コロナ禍の収束やウクライナ情勢の長期化を背景に、日本酒の海外需要に異変が起きている。財務省貿易統計によると、日本酒の輸出額は13年連続(10~22年)で過去最高を更新してきたが、23年1~5月累計は13.1%減(米国34%減、香港19%減など)にとどまった。要因は前年同期に物流事情で急増した反動に加え、主要国の景気低迷があるようだ。一方、入国規制の緩和でインバウンド需要は急回復。メーカーや販売店によっては免税売上がすでにコロナ前を上回っている。関係各社の実情に迫った。
獺祭、輸出+免税でクリア
旭酒造の清酒「獺祭」。海外で強いブランド力を誇るが、1~5月の輸出額は米国などが苦戦し前年割れを余儀なくされた。ただし免税売上は劇的に回復。輸出の減少分をカバーし、「輸出+免税」の合計では前年クリアした。同社は「日本酒の輸出が将来有望なことに変わりはないが、短期的に米国はインフレ、中国は景気停滞で飲食店ルートの動きが鈍っている」との見方を示す。
米国向けの輸出について、国内の清酒大手は「物価高の影響に加え、昨年前倒しで出荷した流通在庫の消化に時間がかかっている。実需は堅調な側面もあり、在庫過多が解消されれば年後半にかけて回復を見込める」と説明する。

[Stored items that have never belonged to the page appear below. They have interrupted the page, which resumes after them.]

use tracing::{debug, trace};

use crate::error::{Denied, ExceededCapacity, InvalidConfiguration, RateLimited};
use crate::storage::mutex::SyncStorage;
use crate::storage::{Acquisition, BucketState, Refill, StateStorage, TokenBucketStorage};
use crate::{Clock, Limit, StdClock};

/// A token bucket rate limiter with configurable storage and clock implementations.
///
/// The bucket starts full. Every completed refill interval adds a fixed number
/// of tokens, up to the capacity, and each admitted request takes the tokens it
/// asked for. Refills happen lazily on every call, inside the same critical
/// section as the admission decision.
///
/// # Type Parameters
///
/// - `S`: Storage strategy (default: [`SyncStorage`] for concurrent access)
/// - `C`: Clock implementation (default: [`StdClock`])
///
/// # Examples
///
/// ```rust
/// use tokenwell::TokenBucket;
///
/// // 20 tokens, 5 more every second
/// let bucket = TokenBucket::new(20, 5, 1000).unwrap();
///
/// assert!(bucket.is_request_allowed(20));
/// assert!(!bucket.is_request_allowed(1));
/// ```
#[derive(Clone)]
pub struct TokenBucket<S = SyncStorage, C = StdClock> {
    bucket: TokenBucketStorage<S>,
    clock: C,
    limit: Limit,
}

impl TokenBucket<SyncStorage, StdClock> {
    /// Creates a full bucket using the standard clock.
    ///
    /// # Errors
    ///
    /// [`InvalidConfiguration`] if any of the parameters is zero.
    ///
    /// # Examples
    ///
    /// ```rust
    /// use tokenwell::{InvalidConfiguration, TokenBucket};
    ///
    /// assert!(TokenBucket::new(20, 5, 1000).is_ok());
    /// assert_eq!(
    ///     Some(InvalidConfiguration::ZeroRefillInterval),
    ///     TokenBucket::new(20, 5, 0).err()
    /// );
    /// ```
    pub fn new(
        capacity: u64,
        refill_tokens: u64,
        refill_interval_millis: u64,
    ) -> Result<Self, InvalidConfiguration> {
        let limit = Limit::new(capacity, refill_tokens, refill_interval_millis)?;
        Ok(Self::from_limit(limit))
    }

    /// Creates a full bucket for an already validated [`Limit`].
    pub fn from_limit(limit: Limit) -> Self {
        Self::from_parts(limit, StdClock::default())
    }
}

impl<C: Clock> TokenBucket<SyncStorage, C> {
    /// Creates a new token bucket with a custom clock implementation.
    ///
    /// Use this when you need a specific timing source, such as `FastClock`
    /// for high-performance scenarios or [`ManualClock`](crate::ManualClock) for testing.
    pub fn with_clock(limit: Limit, clock: C) -> Self {
        Self::from_parts(limit, clock)
    }
}

impl<S: StateStorage, C: Clock> TokenBucket<S, C> {
    /// Creates a token bucket from custom storage and clock implementations.
    ///
    /// The bucket starts full and its first refill interval starts now.
    pub fn from_parts(limit: Limit, clock: C) -> Self {
        let now = clock.now();
        debug!(?limit, now, "created token bucket");
        Self {
            bucket: TokenBucketStorage::new(S::new(BucketState::full(&limit, now))),
            clock,
            limit,
        }
    }

    /// Decides whether a request for `tokens_requested` tokens is admitted.
    ///
    /// Tokens are debited only when the whole amount is available. A request
    /// for more than the capacity is always denied. A request for zero tokens
    /// is always admitted. Denial is a normal outcome and leaves the token
    /// count untouched.
    ///
    /// # Examples
    ///
    /// ```rust
    /// use tokenwell::TokenBucket;
    ///
    /// let bucket = TokenBucket::new(20, 5, 1000).unwrap();
    /// for _ in 0..4 {
    ///     assert!(bucket.is_request_allowed(5));
    /// }
    /// assert!(!bucket.is_request_allowed(5));
    /// ```
    pub fn is_request_allowed(&self, tokens_requested: u64) -> bool {
        self.try_acquire(tokens_requested).is_ok()
    }

    /// Convenience method equivalent to `is_request_allowed(1)`.
    pub fn is_request_allowed_one(&self) -> bool {
        self.is_request_allowed(1)
    }

    /// Like [`is_request_allowed`](Self::is_request_allowed), but explains a denial.
    ///
    /// # Returns
    ///
    /// * `Ok(())` - The tokens were taken
    /// * `Err(Denied::RateLimited)` - Not enough tokens yet, with a retry hint
    /// * `Err(Denied::ExceededCapacity)` - The request can never be satisfied
    ///
    /// # Examples
    ///
    /// ```rust
    /// use tokenwell::{Denied, TokenBucket};
    ///
    /// let bucket = TokenBucket::new(20, 5, 1000).unwrap();
    /// assert!(bucket.try_acquire(20).is_ok());
    ///
    /// match bucket.try_acquire(5) {
    ///     Ok(()) => unreachable!("bucket is empty"),
    ///     Err(Denied::RateLimited(rate_limited)) => {
    ///         println!("retry in {:?}", rate_limited.earliest_retry_after());
    ///     }
    ///     Err(Denied::ExceededCapacity(_)) => unreachable!("5 fits in 20"),
    /// }
    /// ```
    pub fn try_acquire(&self, tokens: u64) -> Result<(), Denied> {
        let (refill, acquisition) = self.bucket.acquire(&self.limit, &self.clock, tokens);
        log_refill(refill);
        match acquisition {
            Acquisition::Acquired => Ok(()),
            Acquisition::Insufficient {
                available,
                retry_after,
            } => {
                trace!(
                    requested = tokens,
                    available,
                    retry_after_ms = retry_after,
                    "request denied"
                );
                Err(RateLimited {
                    earliest_retry_millis: retry_after,
                }
                .into())
            }
            Acquisition::ExceedsCapacity => {
                trace!(
                    requested = tokens,
                    capacity = self.limit.capacity(),
                    "request denied, larger than capacity"
                );
                Err(ExceededCapacity {
                    requested: tokens,
                    capacity: self.limit.capacity(),
                }
                .into())
            }
        }
    }

    /// Convenience method equivalent to `try_acquire(1)`.
    pub fn try_acquire_one(&self) -> Result<(), Denied> {
        self.try_acquire(1)
    }

    /// Returns unused tokens to the bucket, e.g. from a cancelled request.
    ///
    /// The bucket never holds more than its capacity; the refill schedule is
    /// not affected.
    pub fn add_tokens(&self, tokens: u64) {
        let available = self.bucket.return_tokens(&self.limit, tokens);
        trace!(returned = tokens, available, "returned tokens to bucket");
    }

    /// Number of tokens available for immediate consumption.
    pub fn available(&self) -> u64 {
        self.snapshot().tokens()
    }

    /// Current state of the bucket, after crediting any completed intervals.
    pub fn snapshot(&self) -> BucketState {
        let (refill, state) = self.bucket.balance(&self.limit, &self.clock);
        log_refill(refill);
        state
    }

    /// Returns a reference to the rate limit configuration.
    pub fn limit(&self) -> &Limit {
        &self.limit
    }

    /// Maximum number of tokens the bucket can hold.
    pub fn capacity(&self) -> u64 {
        self.limit.capacity()
    }
}

impl<S: StateStorage, C> std::fmt::Debug for TokenBucket<S, C> {
    fn fmt(&self, f: &mut std::fmt::Formatter<'_>) -> std::fmt::Result {
        f.debug_struct("TokenBucket")
            .field("limit", &self.limit)
            .field("state", &self.bucket.load())
            .finish()
    }
}

fn log_refill(refill: Refill) {
    match refill {
        Refill::Idle => {}
        Refill::Added {
            intervals,
            available,
        } => trace!(intervals, available, "refilled token bucket"),
        Refill::ClockBehind { behind } => debug!(
            behind_ms = behind,
            "clock is behind the last refill, skipping refill"
        ),
    }
}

白鶴酒造の1~5月の清酒輸出実績は、アジア地区で高価格帯の動きが良いものの、主力の北米が苦戦、トータルで前年割れ。これを補うには至らないが、国内の免税販売(件数ベース)は19年実績を超えてきた。「インバウンドは25年『大阪・関西万博』に向けてさらに弾みがつくのではと期待している」(同社)。
宝酒造インターナショナルの1~5月の清酒輸出実績は、米国向けが前年の反動で縮小し、英国や韓国は伸びるもトータルでマイナス。今後、米国は現地の在庫消化で回復を見込む。商品では43か国(22年12月時点)に展開するスパークリング日本酒「澪」の拡販に注力し、香りに特長がある「昴」も好評のため各国への浸透を図る。
中国人の訪日増に期待
インバウンド需要の回復に関連業界が沸いている。国際線の旅客数はコロナ前に戻り切っていないが、成田国際空港の広報部によると「一部店舗で日本酒の売上は継続的に19年同期比を上回っている」。円安の影響もあり、高単価製品が好調だという。
羽田空港を運営する日本空港ビルデングも「国産酒類の免税店売上は1~5月で19年比を大きくクリア。なかでも日本酒は直近5月の売上が過去最高になった」(広報・ブランド戦略室)と説明。また両者とも「秋頃にかけて中国人旅客の戻りが予想され、今まで以上の販売を期待している」と話す。
このほか、百貨店についても免税売上が復調を見せているが、中国本土からの訪日客が少ない影響で、コロナ前には届いていない。
松屋銀座では「和洋酒の免税実績は前年比こそ大幅増だが、19年比はまだ半分程度」との状況。ただし「従来よりもスタッフが日本酒の品質やおすすめを聞かれることが多くなった。日本酒に詳しい方が増えた印象」と変化を話す。来店が多いのは欧州、韓国、台湾、シンガポールなどからという。